Re: [PATCH 2/2] tty: n_gsm: fix deadlock and link starvation in outgoing data path

From: Jiri Slaby
Date: Mon May 09 2022 - 04:57:36 EST


On 06. 05. 22, 16:47, D. Starke wrote:
From: Daniel Starke <daniel.starke@xxxxxxxxxxx>

The current implementation queues up new control and user packets as needed
and processes this queue down to the ldisc in the same code path.
That means that the upper and the lower layer are hard coupled in the code.
Due to this deadlocks can happen as seen below while transmitting data,
especially during ldisc congestion.

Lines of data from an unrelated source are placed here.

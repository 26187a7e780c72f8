//! asset-codec: terrain tile and object model document codec
//!
//! Converts chunk-framed binary game assets into a structured, serde-friendly
//! form and back. Three document kinds are supported:
//!
//! - **Terrain tile files** (ADT-style): a 16x16 grid of tiles, each carrying
//!   heights, normals, texture layers with 64x64 alpha rasters, and more
//! - **Object model roots** (WMO root): materials, group infos, portals,
//!   lights, doodad placements and fogs
//! - **Object model groups** (WMO group): one piece of renderable geometry
//!   with batches and a BSP tree, nested inside a container chunk
//!
//! # Key Features
//!
//! - **Lossless round trip**: unknown chunks are preserved verbatim and kept
//!   in their original position
//! - **Offset fidelity**: string tables keep the byte offset of every entry,
//!   header offsets are recomputed on encode
//! - **Self-contained calls**: no global state, decode and encode are safe to
//!   run in parallel across documents
//!
//! # Usage
//!
//! ```ignore
//! use asset_codec::{Document, decode_document, encode_document};
//!
//! let bytes = std::fs::read("Azeroth_32_48.adt").unwrap();
//! let document = decode_document(&bytes).unwrap();
//! if let Document::Terrain(terrain) = &document {
//!     println!("{} tiles", terrain.tiles.len());
//! }
//! let rebuilt = encode_document(&document).unwrap();
//! ```

mod document;
mod options;
pub mod tags;
pub mod terrain;
pub mod wmo;

pub use chunk_core::{
    AlphaEncoding, AlphaMap, Error, ErrorKind, RawChunk, Result, StringEntry, StringTable, Tag,
};
pub use document::{
    Document, DocumentKind, decode_document, decode_document_with, detect_kind, encode_document,
    encode_document_with,
};
pub use options::CodecOptions;
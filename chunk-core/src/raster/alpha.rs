//! Storage variant selection for alpha layers

use serde::{Deserialize, Serialize};

use super::packing::{pack_nibbles, unpack_nibbles};
use super::{ALPHA_CELLS, ALPHA_SIDE, LOW_RES_BYTES, rle};
use crate::error::{Error, Result};

/// Physical encoding of an alpha layer.
#[derive(Debug, Clone, Copy, PartialEq, Eq, Hash, Serialize, Deserialize)]
#[serde(rename_all = "snake_case")]
pub enum AlphaEncoding {
    /// Run-length compressed
    Compressed,
    /// One byte per cell
    HighRes,
    /// Two 4-bit cells per byte
    LowRes,
    /// Two 4-bit cells per byte with the last row and column duplicated
    LegacyLowRes,
}

impl AlphaEncoding {
    /// Whether the enclosing tile must have its do-not-fix flag set for this
    /// encoding to be selected on decode. `None` means either is fine.
    pub fn requires_do_not_fix(self) -> Option<bool> {
        match self {
            AlphaEncoding::Compressed => None,
            AlphaEncoding::HighRes | AlphaEncoding::LowRes => Some(true),
            AlphaEncoding::LegacyLowRes => Some(false),
        }
    }
}

/// Decoded alpha layer: 4096 row-major intensities plus how they were stored.
#[derive(Debug, Clone, PartialEq, Eq, Serialize, Deserialize)]
pub struct AlphaMap {
    pub encoding: AlphaEncoding,
    pub values: Vec<u8>,
}

/// Decode the layer stored at `offset` in a tile's raster blob.
pub fn decode_raster(
    blob: &[u8],
    offset: usize,
    compressed: bool,
    do_not_fix: bool,
) -> Result<AlphaMap> {
    if offset > blob.len() {
        return Err(Error::Reference {
            context: "alpha layer",
            offset,
            len: blob.len(),
        });
    }
    let data = &blob[offset..];

    if compressed {
        return Ok(AlphaMap {
            encoding: AlphaEncoding::Compressed,
            values: rle::decompress(data),
        });
    }

    if do_not_fix && data.len() >= ALPHA_CELLS {
        return Ok(AlphaMap {
            encoding: AlphaEncoding::HighRes,
            values: data[..ALPHA_CELLS].to_vec(),
        });
    }

    if data.len() < LOW_RES_BYTES {
        return Err(Error::UnexpectedEof {
            offset,
            need: LOW_RES_BYTES,
            have: data.len(),
        });
    }
    let mut values = unpack_nibbles(&data[..LOW_RES_BYTES], ALPHA_CELLS);
    if do_not_fix {
        return Ok(AlphaMap {
            encoding: AlphaEncoding::LowRes,
            values,
        });
    }
    fix_legacy_edges(&mut values);
    Ok(AlphaMap {
        encoding: AlphaEncoding::LegacyLowRes,
        values,
    })
}

/// Encode a layer in the given storage variant.
pub fn encode_raster(values: &[u8], encoding: AlphaEncoding) -> Result<Vec<u8>> {
    if values.len() != ALPHA_CELLS {
        return Err(Error::validation(
            "alpha layer",
            format!("expected {} cells, got {}", ALPHA_CELLS, values.len()),
        ));
    }
    Ok(match encoding {
        AlphaEncoding::Compressed => rle::compress(values),
        AlphaEncoding::HighRes => values.to_vec(),
        AlphaEncoding::LowRes | AlphaEncoding::LegacyLowRes => pack_nibbles(values),
    })
}

/// Copy column 62 into column 63 on every row, then row 62 into row 63.
///
/// Only defined for 64x64 grids; other sizes are left untouched.
pub fn fix_legacy_edges(values: &mut [u8]) {
    if values.len() != ALPHA_CELLS {
        return;
    }
    for row in values.chunks_exact_mut(ALPHA_SIDE) {
        row[ALPHA_SIDE - 1] = row[ALPHA_SIDE - 2];
    }
    let last = (ALPHA_SIDE - 1) * ALPHA_SIDE;
    let prev = (ALPHA_SIDE - 2) * ALPHA_SIDE;
    values.copy_within(prev..prev + ALPHA_SIDE, last);
}
//! Codec error types

use crate::tag::Tag;

/// Error raised while decoding or encoding a chunked document.
///
/// Any error aborts the conversion of the document it was raised for; the
/// codec never hands back a partially decoded structure.
#[derive(Debug, Clone, PartialEq, thiserror::Error)]
pub enum Error {
    /// Stream ended before a read was satisfied
    #[error("unexpected end of data at offset {offset:#x} (need {need} bytes, have {have})")]
    UnexpectedEof {
        offset: usize,
        need: usize,
        have: usize,
    },

    /// A discriminant tag did not match at an expected position
    #[error("expected chunk {expected} at offset {offset:#x}, found {found}")]
    TagMismatch {
        offset: usize,
        expected: Tag,
        found: Tag,
    },

    /// A chunk declares more payload than the enclosing stream holds
    #[error("chunk {tag} at offset {offset:#x} declares {length} bytes but only {available} remain")]
    ChunkOverrun {
        tag: Tag,
        offset: usize,
        length: usize,
        available: usize,
    },

    /// A chunk required to interpret the document is absent
    #[error("required chunk {tag} not found")]
    MissingChunk { tag: Tag },

    /// No discriminant chunk identified the document type
    #[error("unrecognized document: no discriminant chunk found before end of stream")]
    UnrecognizedDocument,

    /// Structurally malformed content not covered by a more specific variant
    #[error("{context}: {message}")]
    Malformed {
        context: &'static str,
        message: String,
    },

    /// Chunk length is not a whole number of fixed-width records
    #[error("chunk {tag}: length {length} is not a multiple of record width {width}")]
    RecordSize { tag: Tag, length: usize, width: usize },

    /// An offset field points outside its target table or blob
    #[error("{context}: offset {offset:#x} is outside target of {len} bytes")]
    Reference {
        context: &'static str,
        offset: usize,
        len: usize,
    },

    /// Structured input is inconsistent and cannot be encoded
    #[error("invalid {context}: {message}")]
    Validation {
        context: &'static str,
        message: String,
    },
}

/// Error taxonomy used by callers that only care about the failure class.
#[derive(Debug, Clone, Copy, PartialEq, Eq)]
pub enum ErrorKind {
    /// Tag mismatch, truncation, undetectable document type
    Format,
    /// Record array length not a multiple of the record width
    Range,
    /// Offset outside its string table or raster blob
    Reference,
    /// Encode-time inconsistency in the structured form
    Validation,
}

impl Error {
    /// Classify this error.
    pub fn kind(&self) -> ErrorKind {
        match self {
            Error::UnexpectedEof { .. }
            | Error::TagMismatch { .. }
            | Error::ChunkOverrun { .. }
            | Error::MissingChunk { .. }
            | Error::UnrecognizedDocument
            | Error::Malformed { .. } => ErrorKind::Format,
            Error::RecordSize { .. } => ErrorKind::Range,
            Error::Reference { .. } => ErrorKind::Reference,
            Error::Validation { .. } => ErrorKind::Validation,
        }
    }

    pub fn validation(context: &'static str, message: impl Into<String>) -> Self {
        Error::Validation {
            context,
            message: message.into(),
        }
    }

    pub fn malformed(context: &'static str, message: impl Into<String>) -> Self {
        Error::Malformed {
            context,
            message: message.into(),
        }
    }
}

pub type Result<T> = std::result::Result<T, Error>;

#[cfg(test)]
mod tests {
    use super::*;

    #[test]
    fn test_error_display() {
        let err = Error::TagMismatch {
            offset: 0x1234,
            expected: Tag::new(b"MCNK"),
            found: Tag::new(b"MCVT"),
        };
        assert_eq!(
            err.to_string(),
            "expected chunk MCNK at offset 0x1234, found MCVT"
        );

        let err = Error::RecordSize {
            tag: Tag::new(b"MDDF"),
            length: 37,
            width: 36,
        };
        assert_eq!(
            err.to_string(),
            "chunk MDDF: length 37 is not a multiple of record width 36"
        );
    }

    #[test]
    fn test_error_kind() {
        assert_eq!(Error::UnrecognizedDocument.kind(), ErrorKind::Format);
        assert_eq!(
            Error::RecordSize {
                tag: Tag::new(b"MOMT"),
                length: 10,
                width: 64
            }
            .kind(),
            ErrorKind::Range
        );
        assert_eq!(
            Error::Reference {
                context: "MOTX",
                offset: 99,
                len: 4
            }
            .kind(),
            ErrorKind::Reference
        );
        assert_eq!(
            Error::validation("tile", "bad").kind(),
            ErrorKind::Validation
        );
    }
}
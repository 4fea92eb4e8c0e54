use std::error::Error as StdError;
use std::fmt::{self, Debug, Display};
use std::future::Future;
use std::mem;
use std::pin::Pin;
use std::sync::atomic::{AtomicBool, Ordering};
use std::sync::Arc;
use std::task::{Context as TaskCx, Poll};
use std::time::Duration;

use futures_util::future::FusedFuture;
use parking_lot::Mutex;
use tokio::sync::futures::Notified;
use tokio::sync::Notify;

use crate::error::Cause;

/// The cause used when a [`Context`] is cancelled without an explicit one.
///
/// [`Group::wait()`][crate::Group::wait()] treats this cause as expected,
/// graceful shutdown rather than a failure.
#[derive(Debug)]
pub struct Canceled;

impl Display for Canceled {
    fn fmt(&self, f: &mut fmt::Formatter<'_>) -> fmt::Result {
        write!(f, "The task group was canceled")
    }
}

impl StdError for Canceled {}

/// The cause used by contexts created with
/// [`child_with_timeout()`][Context::child_with_timeout()] once their
/// deadline elapses.
#[derive(Debug)]
pub struct DeadlineExceeded;

impl Display for DeadlineExceeded {
    fn fmt(&self, f: &mut fmt::Formatter<'_>) -> fmt::Result {
        write!(f, "The context deadline was exceeded")
    }
}

impl StdError for DeadlineExceeded {}

/// Internal data shared by [`Context`] and [`Cancelled`] clones.
pub(crate) struct Shared {
    parent: Option<Context>,
    cancelled: AtomicBool,
    /// Set strictly before `cancelled` flips to `true`.
    cause: Mutex<Option<Cause>>,
    notify_cancel: Notify,
}

impl Shared {
    fn new(parent: Option<Context>) -> Self {
        Self {
            parent,
            cancelled: AtomicBool::new(false),
            cause: Mutex::new(None),
            notify_cancel: Notify::new(),
        }
    }
}

/// A cancellation context: a cheap cloneable handle through which a group of
/// tasks observes cancellation and its cause.
///
/// Contexts form a chain: a context derived with [`child()`][Context::child()]
/// is cancelled whenever any of its ancestors is, and reports the ancestor's
/// cause. Cancellation is cooperative; cancelling a context never terminates
/// the tasks observing it, it only resolves their [`Cancelled`] futures.
pub struct Context {
    shared: Pin<Arc<Shared>>,
}

impl Context {
    /// A root context with no parent. Never cancelled unless
    /// [`cancel_with()`][Context::cancel_with()] is called on it.
    pub fn background() -> Self {
        Self {
            shared: Arc::pin(Shared::new(None)),
        }
    }

    /// Derive a child context.
    ///
    /// The child observes cancellation of `self` (and of any ancestor),
    /// while cancelling the child leaves `self` untouched.
    pub fn child(&self) -> Self {
        Self {
            shared: Arc::pin(Shared::new(Some(self.clone()))),
        }
    }

    /// Derive a child context that cancels itself with the
    /// [`DeadlineExceeded`] cause once `timeout` elapses.
    ///
    /// Must be called within a tokio runtime. The timer only holds a weak
    /// reference; dropping all handles to the child disarms it.
    pub fn child_with_timeout(&self, timeout: Duration) -> Self {
        let child = self.child();

        let weak = Arc::downgrade(&Pin::into_inner(child.shared.clone()));
        tokio::spawn(async move {
            tokio::time::sleep(timeout).await;
            if let Some(shared) = weak.upgrade() {
                let ctx = Context {
                    shared: Pin::new(shared),
                };
                ctx.cancel_with(Arc::new(DeadlineExceeded));
            }
        });

        child
    }

    /// Cancel this context with the given cause.
    ///
    /// This resolves all [`Cancelled`] futures of this context and its
    /// descendants (including ones obtained after this call).
    ///
    /// Returns `true` if this was the first effective cancellation or `false`
    /// if this context (or an ancestor) was already cancelled, in which case
    /// `cause` is discarded.
    pub fn cancel_with(&self, cause: Cause) -> bool {
        if self.is_cancelled() {
            return false;
        }

        {
            // The cause slot arbitrates racing cancel calls.
            let mut slot = self.shared.cause.lock();
            if slot.is_some() {
                return false;
            }
            *slot = Some(cause);
        }

        self.shared.cancelled.store(true, Ordering::SeqCst);
        self.shared.notify_cancel.notify_waiters();
        true
    }

    /// `true` if this context or any of its ancestors was cancelled.
    pub fn is_cancelled(&self) -> bool {
        let mut ctx = Some(self);
        while let Some(c) = ctx {
            if c.shared.cancelled.load(Ordering::SeqCst) {
                return true;
            }
            ctx = c.shared.parent.as_ref();
        }

        false
    }

    /// The cause of the nearest cancelled context in the chain, starting
    /// from this one, or `None` if not cancelled.
    pub fn cause(&self) -> Option<Cause> {
        let mut ctx = Some(self);
        while let Some(c) = ctx {
            if c.shared.cancelled.load(Ordering::SeqCst) {
                return c.shared.cause.lock().clone();
            }
            ctx = c.shared.parent.as_ref();
        }

        None
    }

    /// Dispense a [`Cancelled`], a future that resolves to the cancellation
    /// cause once this context or any of its ancestors is cancelled.
    ///
    /// The `Cancelled` future can be used with our [`.until()`]
    /// extension to stop `Future`s, with [`.take_until()`] to stop `Stream`s,
    /// as part of `tokio::select!()`, and similar...
    ///
    /// [`.until()`]: crate::FutureExt::until()
    /// [`.take_until()`]: futures_util::stream::StreamExt::take_until()
    pub fn cancelled(&self) -> Cancelled {
        Cancelled::new(self)
    }
}

impl Clone for Context {
    fn clone(&self) -> Self {
        Self {
            shared: self.shared.clone(),
        }
    }
}

impl Default for Context {
    fn default() -> Self {
        Self::background()
    }
}

impl Debug for Context {
    fn fmt(&self, f: &mut fmt::Formatter<'_>) -> fmt::Result {
        f.debug_struct("Context")
            .field("cancelled", &self.is_cancelled())
            .field("cause", &self.cause())
            .finish()
    }
}

/// One link of the context chain watched by a [`Cancelled`] future.
struct Link {
    // SAFETY: Drop order matters! `notified` must come before `shared`.
    notified: Pin<Box<Notified<'static>>>,
    shared: Pin<Arc<Shared>>,
}

impl Link {
    fn new(shared: &Pin<Arc<Shared>>) -> Self {
        let notified = shared.notify_cancel.notified();
        // SAFETY: We're keeping a Pin<Arc> to the referenced value until Self is dropped.
        let notified: Notified<'static> = unsafe { mem::transmute(notified) };

        Self {
            notified: Box::pin(notified),
            shared: shared.clone(),
        }
    }

    fn rearm(&mut self) {
        let notified = self.shared.notify_cancel.notified();
        // SAFETY: As in `new()`.
        let notified: Notified<'static> = unsafe { mem::transmute(notified) };
        self.notified = Box::pin(notified);
    }
}

/// A [`Future`] that resolves to the cancellation [`Cause`] once the
/// originating [`Context`] or any of its ancestors is cancelled.
///
/// Obtained with [`Context::cancelled()`].
pub struct Cancelled {
    ctx: Context,
    /// One entry per not-yet-cancelled link of the chain at creation time.
    links: Vec<Link>,
}

impl Cancelled {
    pub(crate) fn new(ctx: &Context) -> Self {
        let mut links = vec![];

        if !ctx.is_cancelled() {
            let mut cur = Some(ctx);
            while let Some(c) = cur {
                links.push(Link::new(&c.shared));
                cur = c.shared.parent.as_ref();
            }
        }

        Self {
            ctx: ctx.clone(),
            links,
        }
    }

    /// `true` if cancellation was already signalled.
    pub fn is_cancelled(&self) -> bool {
        self.ctx.is_cancelled()
    }
}

impl Future for Cancelled {
    type Output = Cause;

    fn poll(self: Pin<&mut Self>, cx: &mut TaskCx<'_>) -> Poll<Self::Output> {
        // All fields are Unpin.
        let this = self.get_mut();

        if let Some(cause) = this.ctx.cause() {
            return Poll::Ready(cause);
        }

        for link in &mut this.links {
            loop {
                match link.notified.as_mut().poll(cx) {
                    Poll::Ready(()) => {
                        // The Notify is only ever notified on cancellation,
                        // but re-arm and re-check rather than assume.
                        if let Some(cause) = this.ctx.cause() {
                            return Poll::Ready(cause);
                        }
                        link.rearm();
                    }
                    Poll::Pending => break,
                }
            }
        }

        Poll::Pending
    }
}

impl FusedFuture for Cancelled {
    fn is_terminated(&self) -> bool {
        self.is_cancelled()
    }
}

impl Clone for Cancelled {
    fn clone(&self) -> Self {
        Self::new(&self.ctx)
    }
}

impl Debug for Cancelled {
    fn fmt(&self, f: &mut fmt::Formatter<'_>) -> fmt::Result {
        f.debug_struct("Cancelled")
            .field("cancelled", &self.is_cancelled())
            .finish()
    }
}
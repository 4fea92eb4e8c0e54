use std::sync::atomic::{AtomicBool, AtomicU64, Ordering};

use tokio::sync::Notify;

/// The counting primitive shared by both runner kinds.
///
/// A plain atomic counter extended with two things: waiters can block until
/// the value returns to zero, and the counter can be terminally closed,
/// which releases all current and future waiters regardless of the value.
///
/// The zero-wait is race-free against concurrent increments by construction:
/// a waiter registers with the wakeup source *before* it inspects the value,
/// so a wait started concurrently with the first increment can never miss
/// the wakeup of the matching decrement.
pub(crate) struct Counter {
    value: AtomicU64,
    closed: AtomicBool,
    notify_zero: Notify,
}

impl Counter {
    pub(crate) fn new() -> Self {
        Self {
            value: AtomicU64::new(0),
            closed: AtomicBool::new(false),
            notify_zero: Notify::new(),
        }
    }

    /// Increment, returning the new value.
    pub(crate) fn inc(&self) -> u64 {
        self.value.fetch_add(1, Ordering::SeqCst) + 1
    }

    /// Decrement, returning the new value. Waiters are released when
    /// the value reaches zero.
    ///
    /// Panics if the value is already zero; every decrement must pair
    /// with a previous increment.
    pub(crate) fn dec(&self) -> u64 {
        let prev = self.value.fetch_sub(1, Ordering::SeqCst);
        assert!(prev > 0, "Counter decremented below zero");

        let new = prev - 1;
        if new == 0 {
            self.notify_zero.notify_waiters();
        }

        new
    }

    /// Snapshot of the current value.
    pub(crate) fn value(&self) -> u64 {
        self.value.load(Ordering::SeqCst)
    }

    pub(crate) fn is_closed(&self) -> bool {
        self.closed.load(Ordering::SeqCst)
    }

    /// Terminally close the counter, releasing all current and future
    /// waiters. Idempotent.
    pub(crate) fn close(&self) {
        if !self.closed.swap(true, Ordering::SeqCst) {
            self.notify_zero.notify_waiters();
        }
    }

    /// Resolves once the value is zero or the counter is closed.
    ///
    /// If the value is already zero, resolves right away.
    pub(crate) async fn wait(&self) {
        loop {
            let notified = self.notify_zero.notified();
            tokio::pin!(notified);

            // Register with the Notify before checking the value, otherwise
            // a notify_waiters() between the check and the await is lost.
            notified.as_mut().enable();

            if self.value() == 0 || self.is_closed() {
                return;
            }

            notified.await;
        }
    }
}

Furthermore, the data channels starve
the control channel on high transmission load on the ldisc.

Introduce an additional control channel data queue to prevent timeouts and
link hangups during ldisc congestion. This is being processed before the
user channel data queue in gsm_data_kick(), i.e. with the highest priority.
Put the queue to ldisc data path into a tasklet and trigger it whenever new

Tasklet? There is an ongoing work to phase them all out. So please don't add a new one -- you'd have to use something different.

...
--- a/drivers/tty/n_gsm.c
+++ b/drivers/tty/n_gsm.c
@@ -5,6 +5,14 @@
*
* * THIS IS A DEVELOPMENT SNAPSHOT IT IS NOT A FINAL RELEASE *
*
+ * Outgoing path:
+ * tty -> DLCI fifo -> scheduler -> GSM MUX data queue ---o-> ldisc
+ * control message -> GSM MUX control queue --´
+ *
+ * Incoming path:
+ * ldisc -> gsm_queue() -o--> tty
+ * `-> gsm_control_response()
+ *
* TO DO:
* Mostly done: ioctls for setting modes/timing
* Partly done: hooks so you can pull off frames to non tty devs
@@ -210,6 +218,9 @@ struct gsm_mux {
/* Events on the GSM channel */
wait_queue_head_t event;
+ /* ldisc write task */
+ struct tasklet_struct tx_tsk;
+
/* Bits for GSM mode decoding */
/* Framing Layer */
@@ -240,9 +251,11 @@ struct gsm_mux {
unsigned int tx_bytes; /* TX data outstanding */
#define TX_THRESH_HI 8192
#define TX_THRESH_LO 2048
- struct list_head tx_list; /* Pending data packets */
+ struct list_head tx0_list; /* Pending control packets */
+ struct list_head tx1_list; /* Pending data packets */
/* Control messages */
+ struct timer_list kick_timer; /* Kick TX queuing on timeout */
struct timer_list t2_timer; /* Retransmit timer for commands */
int cretries; /* Command retry counter */
struct gsm_control *pending_cmd;/* Our current pending command */
@@ -369,6 +382,8 @@ static const u8 gsm_fcs8[256] = {
static int gsmld_output(struct gsm_mux *gsm, u8 *data, int len);
static int gsm_modem_update(struct gsm_dlci *dlci, u8 brk);
+static void gsmld_write_trigger(struct gsm_mux *gsm);
+static void gsmld_write_task(unsigned long arg);
/**
* gsm_fcs_add - update FCS
@@ -419,6 +434,29 @@ static int gsm_read_ea(unsigned int *val, u8 c)
return c & EA;
}
+/**
+ * gsm_read_ea_val - read a value until EA
+ * @val: variable holding value
+ * @data: buffer of data
+ * @clen: length of buffer
+ *
+ * Processes an EA value. Updates the passed variable and
+ * returns the processed data length.
+ */
+static int gsm_read_ea_val(unsigned int *val, const u8 *data, int clen)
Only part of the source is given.